Chapter 11: Methods for Assessing Fish Populations

Kevin L. Pope, Steve E. Lochmann, and Michael K. Young

doi: https://doi.org/10.47886/9781934874165.ch11

Fisheries managers are likely to assess fish populations at some point during the fisheries management process. Managers that follow the fisheries management process (see Chapter 5) might find their knowledge base insufficient during the steps of problem identification or management action and must assess a population before appropriate actions can be taken. Managers will implement some type of assessment during the evaluation step as a means of measuring progress relative to objectives. Choosing how to assess a population is an important decision because managers strive to maximize their knowledge of a population while minimizing the time and money expended to gain that knowledge.

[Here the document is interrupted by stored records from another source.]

use serde_json::{Map, Value};

/// Shallow key-union of thread state: every key from `incoming` overwrites the
/// same key in `existing`, every other existing key is kept. Never a
/// wholesale replace.
pub fn merge_state(existing: &Map<String, Value>, incoming: &Map<String, Value>) -> Map<String, Value> {
    let mut merged = existing.clone();
    for (key, value) in incoming {
        merged.insert(key.clone(), value.clone());
    }
    merged
}

/// Newer of two provider event timestamps; thread recency only moves forward.
pub fn latest_event_at(existing: Option<i64>, incoming: i64) -> i64 {
    existing.map_or(incoming, |e| e.max(incoming))
}

#[allow(clippy::unwrap_used, clippy::expect_used)]
#[cfg(test)]
mod tests {
    use {super::*, serde_json::json};

    fn map(value: Value) -> Map<String, Value> {
        value.as_object().cloned().unwrap()
    }

    #[test]
    fn new_keys_win_and_old_keys_survive() {
        let existing = map(json!({"a": 1, "b": {"x": 1}}));
        let incoming = map(json!({"b": {"y": 2}, "c": 3}));
        let merged = merge_state(&existing, &incoming);
        assert_eq!(Value::Object(merged), json!({"a": 1, "b": {"y": 2}, "c": 3}));
    }

    #[test]
    fn empty_incoming_is_identity() {
        let existing = map(json!({"a": 1}));
        assert_eq!(merge_state(&existing, &Map::new()), existing);
    }

    #[test]
    fn recency_never_moves_backwards() {
        assert_eq!(latest_event_at(None, 5), 5);
        assert_eq!(latest_event_at(Some(10), 5), 10);
        assert_eq!(latest_event_at(Some(10), 20), 20);
    }
}
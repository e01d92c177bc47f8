use {
    courier_channels::{InboundEvent, MessageRef, ProviderKey, ThreadRef},
    serde_json::{Map, Value},
    tracing::debug,
};

/// Decode an `application/x-www-form-urlencoded` body into name/value pairs,
/// in wire order.
pub fn parse_pairs(body: &[u8]) -> Vec<(String, String)> {
    url::form_urlencoded::parse(body).into_owned().collect()
}

/// Fields of an inbound Twilio message webhook.
#[derive(Debug, Clone, Default, PartialEq, Eq)]
pub struct InboundMessage {
    pub message_sid: Option<String>,
    pub account_sid: Option<String>,
    /// `whatsapp:+<E.164>` of the sender.
    pub from: Option<String>,
    /// `whatsapp:+<E.164>` of our number.
    pub to: Option<String>,
    pub body: Option<String>,
    pub profile_name: Option<String>,
    pub num_media: Option<String>,
    /// Set on delivery status callbacks, absent on inbound messages.
    pub message_status: Option<String>,
}

impl InboundMessage {
    pub fn from_pairs(pairs: &[(String, String)]) -> Self {
        let mut msg = Self::default();
        for (key, value) in pairs {
            let slot = match key.as_str() {
                "MessageSid" => &mut msg.message_sid,
                "SmsMessageSid" | "SmsSid" if msg.message_sid.is_none() => &mut msg.message_sid,
                "AccountSid" => &mut msg.account_sid,
                "From" => &mut msg.from,
                "To" => &mut msg.to,
                "Body" => &mut msg.body,
                "ProfileName" => &mut msg.profile_name,
                "NumMedia" => &mut msg.num_media,
                "MessageStatus" => &mut msg.message_status,
                _ => continue,
            };
            *slot = Some(value.clone());
        }
        msg
    }
}

/// The form as a JSON object, for payload hashing. Later duplicates win.
pub fn pairs_to_json(pairs: &[(String, String)]) -> Value {
    let mut map = Map::new();
    for (key, value) in pairs {
        map.insert(key.clone(), Value::String(value.clone()));
    }
    Value::Object(map)
}

/// Map a relayed message to a canonical event. Status callbacks, messages
/// for another account, and posts missing identifiers yield nothing.
pub fn normalize(
    workspace_id: &str,
    pairs: &[(String, String)],
    expected_account_sid: Option<&str>,
    received_at_ms: i64,
) -> Option<InboundEvent> {
    let msg = InboundMessage::from_pairs(pairs);
    if msg.message_status.is_some() {
        debug!(sid = ?msg.message_sid, "twilio: ignoring status callback");
        return None;
    }
    if let (Some(expected), Some(actual)) = (expected_account_sid, msg.account_sid.as_deref())
        && expected != actual
    {
        debug!(account_sid = actual, "twilio: message for another account");
        return None;
    }
    let (Some(sid), Some(from), Some(to)) = (
        msg.message_sid.as_deref(),
        msg.from.as_deref(),
        msg.to.as_deref(),
    ) else {
        debug!("twilio: message without MessageSid, From or To");
        return None;
    };
    if from == to {
        debug!(sid, "twilio: dropping message from own number");
        return None;
    }

    let mut metadata = Map::new();
    metadata.insert("from".into(), from.into());
    metadata.insert("to".into(), to.into());
    if let Some(account) = &msg.account_sid {
        metadata.insert("account_sid".into(), account.as_str().into());
    }
    if let Some(name) = &msg.profile_name {
        metadata.insert("profile_name".into(), name.as_str().into());
    }
    if let Some(n) = msg.num_media.as_deref().and_then(|n| n.parse::<u32>().ok()) {
        metadata.insert("num_media".into(), n.into());
    }

    Some(InboundEvent {
        workspace_id: workspace_id.to_string(),
        provider: ProviderKey::WhatsappTwilio,
        external_event_id: sid.to_string(),
        event_type: "message".into(),
        occurred_at_ms: received_at_ms,
        signature_valid: false,
        thread: ThreadRef {
            external_thread_id: format!("{to}:{from}"),
            external_channel_id: Some(to.to_string()),
            external_user_id: Some(from.to_string()),
        },
        message: Some(MessageRef {
            text: msg.body.clone().unwrap_or_default(),
            external_message_id: Some(sid.to_string()),
        }),
        metadata,
        raw_payload: Some(pairs_to_json(pairs)),
    })
}
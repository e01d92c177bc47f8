use {
    courier_channels::{
        NormalizedWebhook, ProviderKey, Result, SignatureCheck, WebhookAdapter, WebhookRequest,
    },
    courier_config::SlackConfig,
    secrecy::{ExposeSecret, Secret},
};

use crate::{normalize, verify};

/// Inbound Slack webhooks.
pub struct SlackAdapter {
    signing_secret: Secret<String>,
    timestamp_tolerance_secs: i64,
}

impl SlackAdapter {
    pub fn new(config: &SlackConfig) -> Self {
        Self {
            signing_secret: config.signing_secret.clone(),
            timestamp_tolerance_secs: config.timestamp_tolerance_secs,
        }
    }
}

impl WebhookAdapter for SlackAdapter {
    fn provider(&self) -> ProviderKey {
        ProviderKey::Slack
    }

    fn verify(&self, request: &WebhookRequest<'_>, now_secs: i64) -> SignatureCheck {
        verify::verify_signature(
            request.headers,
            request.body,
            self.signing_secret.expose_secret(),
            self.timestamp_tolerance_secs,
            now_secs,
        )
    }

    fn normalize(&self, request: &WebhookRequest<'_>) -> Result<NormalizedWebhook> {
        let (envelope, raw) = normalize::parse(request.body)?;
        Ok(normalize::normalize(
            request.workspace_id,
            envelope,
            raw,
            request.received_at_ms,
        ))
    }
}

#[allow(clippy::unwrap_used, clippy::expect_used)]
#[cfg(test)]
mod tests {
    use {
        super::*,
        http::{HeaderMap, HeaderValue},
    };

    #[test]
    fn verifies_then_normalizes() {
        let config = SlackConfig {
            signing_secret: Secret::new("shh".into()),
            ..SlackConfig::default()
        };
        let adapter = SlackAdapter::new(&config);
        let body = br#"{"type":"url_verification","challenge":"c-1"}"#;
        let now = 1_700_000_000;
        let sig = verify::sign("shh", &now.to_string(), body).unwrap();

        let mut headers = HeaderMap::new();
        headers.insert(verify::TIMESTAMP_HEADER, HeaderValue::from_str(&now.to_string()).unwrap());
        headers.insert(verify::SIGNATURE_HEADER, HeaderValue::from_str(&sig).unwrap());
        let request = WebhookRequest {
            workspace_id: "ws",
            body,
            headers: &headers,
            url: None,
            received_at_ms: now * 1000,
        };

        assert!(adapter.verify(&request, now).is_valid());
        assert!(!adapter.verify(&request, now + 3600).is_valid());
        assert_eq!(
            adapter.normalize(&request).unwrap(),
            NormalizedWebhook::Challenge("c-1".into())
        );
    }
}
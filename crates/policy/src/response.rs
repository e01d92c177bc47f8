/// Longest excerpt of the inbound text quoted back in a reply.
const EXCERPT_CHARS: usize = 120;

/// Acknowledgement sent on an autonomous verdict, quoting the request.
pub fn acknowledgement(text: &str) -> String {
    format!(
        "Thanks for reaching out! We received your message (\"{}\") and will follow up here shortly.",
        excerpt(text, EXCERPT_CHARS)
    )
}

/// Whitespace-collapsed prefix of `text`, at most `max_chars` characters.
fn excerpt(text: &str, max_chars: usize) -> String {
    let collapsed = text.split_whitespace().collect::<Vec<_>>().join(" ");
    if collapsed.chars().count() <= max_chars {
        return collapsed;
    }
    let mut cut: String = collapsed.chars().take(max_chars).collect();
    cut.truncate(cut.trim_end().len());
    cut.push_str("...");
    cut
}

A fish population is defined as a group of individuals of the same species or subspecies that are spatially, genetically, or demographically separated from other groups (Wells and Richmond 1995). A population will have a unique set of dynamics (e.g., recruitment, growth, and mortality) that influence its current and future status. The terms population assessment and stock assessment are used interchangeably by some fisheries managers. In general terms, a fish stock is a portion of a population, or a subpopulation. Stock assessment often refers to that portion of the fish population that is exploitable by a fishery, but we use the more inclusive population assessment throughout this chapter. Distinction is also made between a fish population and a sample of that population. Biologists almost never examine all the fish in a population, but rather base inferences on a sample of individuals from a population. How, where, and when those samples are drawn has a tremendous influence on the quality of data and validity of inferences.

In this chapter, methods for assessing inland fish populations to support management decisions are presented. It is important to consider bias (the unequal probability of sampling members of a population), precision (the degree of reproducibility of results), and the benefits of standardized sampling methods. A variety of population parameters and indices currently used to evaluate fish populations are reviewed, as are their respective strengths and limitations. This chapter will help students understand that proper design, analysis, and interpretation of assessment data are the foundation for appropriate management decisions.